The term metabolism is derived from the Greek metabol, meaning “to change.” This term encompasses the broad array of chemical pathways that are necessary for normal development and homeostasis. In practice, clinicians generally use the term metabolism in reference to energy utilization for anabolism or catabolism. Alternatively, intermediary metabolism describes the myriad cellular pathways that convert energy sources from one form to another (e.g., the citric acid cycle). The emerging field of metabolomics is based on the premise that the identification and measurement of metabolic products will enhance our understanding of physiology and disease.

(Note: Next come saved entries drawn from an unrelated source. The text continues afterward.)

use crate::context::PipelineContext;
use std::time::Duration;
use tome_core::{
    ChapterId, Event, Job, Result, Stage, StageStatus, StructuredSummary, Summary, TomeError,
    WorkId,
};
use tome_store::ChapterPatch;

const ATTEMPTS: u32 = 3;
const RETRY_PAUSE: Duration = Duration::from_secs(1);

/// Analysis stage: generate the structured summary, merge it into the
/// chapter's summary document, and cascade into notes.
pub(crate) async fn run(
    ctx: &PipelineContext,
    work_id: &WorkId,
    chapter_id: &ChapterId,
) -> Result<()> {
    let Some(chapter) = ctx.store.get_chapter(chapter_id).await? else {
        tracing::debug!(chapter_id = %chapter_id, "analysis cancelled: chapter gone");
        return Ok(());
    };
    if chapter.analysis_status == StageStatus::Completed {
        tracing::debug!(chapter_id = %chapter_id, "analysis already completed; redelivery short-circuit");
        return Ok(());
    }
    if !chapter.overview_status.satisfies_readiness() {
        return Err(TomeError::PreconditionNotMet(format!(
            "analysis requires overview completed or skipped, found {}",
            chapter.overview_status
        )));
    }
    let Some(work) = ctx.store.get_work(work_id).await? else {
        tracing::debug!(work_id = %work_id, "analysis cancelled: work gone");
        return Ok(());
    };

    ctx.store
        .update_chapter(
            chapter_id,
            ChapterPatch::new().analysis_status(StageStatus::Processing).clear_error(),
        )
        .await?;
    ctx.emit(Event::StageStatus {
        work_id: work_id.clone(),
        chapter_id: chapter_id.clone(),
        stage: Stage::Analysis,
        status: StageStatus::Processing,
    })
    .await;

    let structured = generate_with_retries(ctx, &chapter.raw_text, work.kind).await?;

    if ctx.store.get_chapter(chapter_id).await?.is_none() {
        tracing::debug!(chapter_id = %chapter_id, "analysis cancelled mid-generation; discarding output");
        return Ok(());
    }

    let mut summary = ctx
        .store
        .get_summary_by_chapter(chapter_id)
        .await?
        .unwrap_or_else(|| Summary::shell(chapter_id.clone()));
    summary.main_idea = structured.main_idea;
    summary.key_concepts = structured.key_concepts;
    summary.examples = structured.examples;
    summary.mental_models = structured.mental_models;
    summary.life_lessons = structured.life_lessons;
    ctx.store.save_summary(&summary).await?;

    ctx.store
        .update_chapter(
            chapter_id,
            ChapterPatch::new()
                .analysis_status(StageStatus::Completed)
                .summary_ref(&summary.id),
        )
        .await?;

    ctx.emit(Event::ChapterDone {
        work_id: work_id.clone(),
        chapter_id: chapter_id.clone(),
        summary,
    })
    .await;
    ctx.emit(Event::StageStatus {
        work_id: work_id.clone(),
        chapter_id: chapter_id.clone(),
        stage: Stage::Analysis,
        status: StageStatus::Completed,
    })
    .await;
    tracing::info!(work_id = %work_id, chapter_id = %chapter_id, "analysis completed");

    ctx.cascade(Job::stage(Stage::Notes, work_id.clone(), chapter_id.clone())).await;
    Ok(())
}

/// Up to three attempts, pausing between them; malformed output (nothing
/// in mainIdea nor keyConcepts) counts as a failed attempt.
async fn generate_with_retries(
    ctx: &PipelineContext,
    text: &str,
    kind: tome_core::WorkKind,
) -> Result<StructuredSummary> {
    for attempt in 1..=ATTEMPTS {
        match ctx.gateway.generate_structured_summary(text, kind).await {
            Ok(structured) if !structured.is_malformed() => return Ok(structured),
            Ok(_) => {
                tracing::warn!(attempt, "structured summary malformed");
            }
            Err(e) => {
                tracing::warn!(attempt, error = %e, "structured summary attempt failed");
            }
        }
        if attempt < ATTEMPTS {
            tokio::time::sleep(RETRY_PAUSE).await;
        }
    }
    Err(TomeError::Model(format!(
        "structured summary malformed or failing after {ATTEMPTS} attempts"
    )))
}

Over the years, the classification of metabolic diseases has extended beyond traditional pathways involved in fuel metabolism to include disorders such as lysosomal storage diseases and connective tissue diseases. Thus, metabolic diseases really reflect disorders of cell biology, and many have a well-defined genetic basis. For example, lysosomal storage diseases (Chap. 432e) result from a variety of genetic defects, usually in a lysosomal enzyme, causing accumulation of a substrate within the lysosome. Certain lipodystrophies and cardiomyopathies can be caused by mutations in lamin A, a structural protein in the nuclear envelope. Membrane defects (Chap. 435e), usually involving transporters of amino acids, sugars, or ions, cause disorders such as cystinuria, Hartnup’s disease, or Wilson’s disease (Chap. 429). Connective tissue diseases (Chap. 427) frequently involve defects in collagen synthesis or structure (osteogenesis imperfecta, Ehlers-Danlos syndrome, Alport’s syndrome) or in other extracellular matrix structural proteins such as fibrillin (Marfan syndrome). Many metabolic disorders originate from defects in enzymes involved in the synthesis or degradation of amino acids, carbohydrates, lipids, purines, or pyrimidines (Chaps. 431e, 433e, and 434e). Lipoprotein disorders (Chap. 421) are caused by defects in a wide array of cellular pathways including membrane receptors (the low-density lipoprotein receptor), enzyme defects (lipoprotein lipase), carrier proteins (apolipoprotein B100), or transporters (ATP-binding cassette transporter ABCA1). In some instances, metabolic abnormalities induce compensatory physiologic responses that reflect the interactions of multiple metabolic pathways. For example, the metabolic syndrome (Chap. 422), which includes a constellation of clinical features (central obesity, hypertriglyceridemia, low high-density lipoprotein cholesterol, hyperglycemia, and hypertension), likely has multiple genetic and environmental origins. Cushing’s syndrome reflects the metabolic effects of excess cortisol on multiple tissues (Chap. 406).
This broader definition results in a plethora of metabolic diseases, numbering in the thousands. Fortunately, comprehensive reference sources exist, such as the Online Metabolic and Molecular Bases of Inherited Disease (OMMBID) (http://www.ommbid.com/) and the Online Mendelian Inheritance in Man (OMIM) (http://www.ncbi.nlm.nih.gov/entrez/query.fcgi?db=OMIM). The study of metabolic diseases has been invaluable for advancing our understanding of human genetics by providing insight into principles such as patterns of inheritance, variable expressivity, phenotypic variation, and novel approaches to therapy, including screening programs, blood and organ transplantation, gene therapy, and enzyme replacement (Chap. 82).